AXI Bridge functional mode alone might not be able to sustain full PCIe link bandwidth in some link and device configurations due to the availability of only one data interface per bridge instance. Therefore, the AXI Bridge functional mode is restricted to control and status accesses only, it is not intended to be used as a primary data mover. However, it can be paired with a DMA functional mode to make use of the remaining bandwidth. This functional mode has a variety of applications, including but not limited to root complex (RC) memory bridging and add-in-card peer-to-peer (P2P) operation. P2P use cases are complex with respect to the achievable bandwidth depending on many factors including but not limited to CPM DMA/Bridge bandwidth capabilities, whether DMA or Bridge is active depending on the initiator of the P2P operation, the peer capability, and the capability of any intervening switch component or root complex integrated switch.

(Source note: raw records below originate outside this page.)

use std::collections::BTreeSet;
use std::error::Error;
use std::fs;
use std::path::Path;
use std::process;

use chrono::Utc;
use tracing::{error, info};

use dmarc_summary::config;
use dmarc_summary::pipeline;
use dmarc_summary::report;
use dmarc_summary::store::mysql::{connect, MysqlStore};
use dmarc_summary::store::SummaryStore;

fn main() {
	let config_arg = std::env::args().nth(1).unwrap_or_else(|| "config.toml".to_string());

	/*
	 * config parsing
	 */
	let config_path = Path::new(&config_arg);
	if !config_path.exists() {
		println!("Could not find config, creating default...");
		let written = toml::to_string(&config::DEFAULT)
			.map_err(|err| err.to_string())
			.and_then(|text| fs::write(config_path, text).map_err(|err| err.to_string()));
		if let Err(err) = written {
			eprintln!("Could not write config file: {}", err);
			process::exit(1);
		}
	}

	let config_text = match fs::read_to_string(config_path) {
		Ok(text) => text,
		Err(err) => {
			eprintln!("Could not read config file: {}", err);
			process::exit(1);
		},
	};
	let config = match config::parse(&config_text) {
		Ok(config) => config,
		Err(err) => {
			eprintln!("Could not parse config file: {}", err);
			process::exit(1);
		},
	};

	tracing_subscriber::fmt()
		.with_env_filter(config.runner.log_level)
		.with_target(false)
		.with_thread_names(true)
		.init();

	match run(&config) {
		Ok(true) => {},
		Ok(false) => process::exit(1),
		Err(err) => {
			error!(error = %err, "summary run failed");
			process::exit(1);
		},
	}
}

/// Returns whether every summary was written.
fn run(config: &config::Config) -> Result<bool, Box<dyn Error>> {
	/*
	 * database connection
	 */
	let pool = connect(&config.database)?;
	MysqlStore::from_pool(&pool)?.ensure_schema()?;

	/*
	 * report loading
	 */
	let reports = report::load_reports(Path::new(config.reports.folder))?;
	let jobs = report::group_reports(&reports, Utc::now().timestamp(), config.reports.thirty_day_window);
	info!(reports = reports.len(), jobs = jobs.len(), "grouped reports");

	/*
	 * aggregation
	 */
	let batch = pipeline::run_batch(&jobs, config.runner.workers, || MysqlStore::from_pool(&pool))?;
	for failure in &batch.failures {
		error!(
			domain = failure.domain(),
			period = %failure.period(),
			kind = ?failure.kind(),
			"summary not written"
		);
	}

	/*
	 * stored summaries
	 */
	let domains: BTreeSet<&str> = jobs.iter().map(|job| job.domain.as_str()).collect();
	let mut store = MysqlStore::from_pool(&pool)?;
	for domain in domains {
		let stored = store.summaries_for_domain(domain)?;
		let periods: Vec<&str> = stored.iter().map(|(start_date, _)| start_date.as_str()).collect();
		let messages: u64 = stored.iter().map(|(_, summary)| summary.total_messages).fold(0, u64::saturating_add);
		info!(domain, periods = ?periods, messages, "stored summaries");
	}

	Ok(batch.succeeded())
}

You must also analyze the potential of head of line blocking or the request and response buffer size for each interface and ensure that data transfer initiated within a system does not cause cyclic dependencies between interfaces or different transfers. PCIe and AXI specifications have data types, IDs, and request/response ordering requirements and CPM upholds those requirements. For more details on CPM_PCIe_NOC and NOC_CPM_PCIe interfaces, refer to Versal Adaptive SoC Programmable Network on Chip and Integrated Memory Controller LogiCORE IP Product Guide (PG313). CPM_PL_AXI_0/1 and AXI4 ST C2H/H2C interfaces are direct interfaces to the user PL region and give you the flexibility to attach your own data buffer and interconnect as required.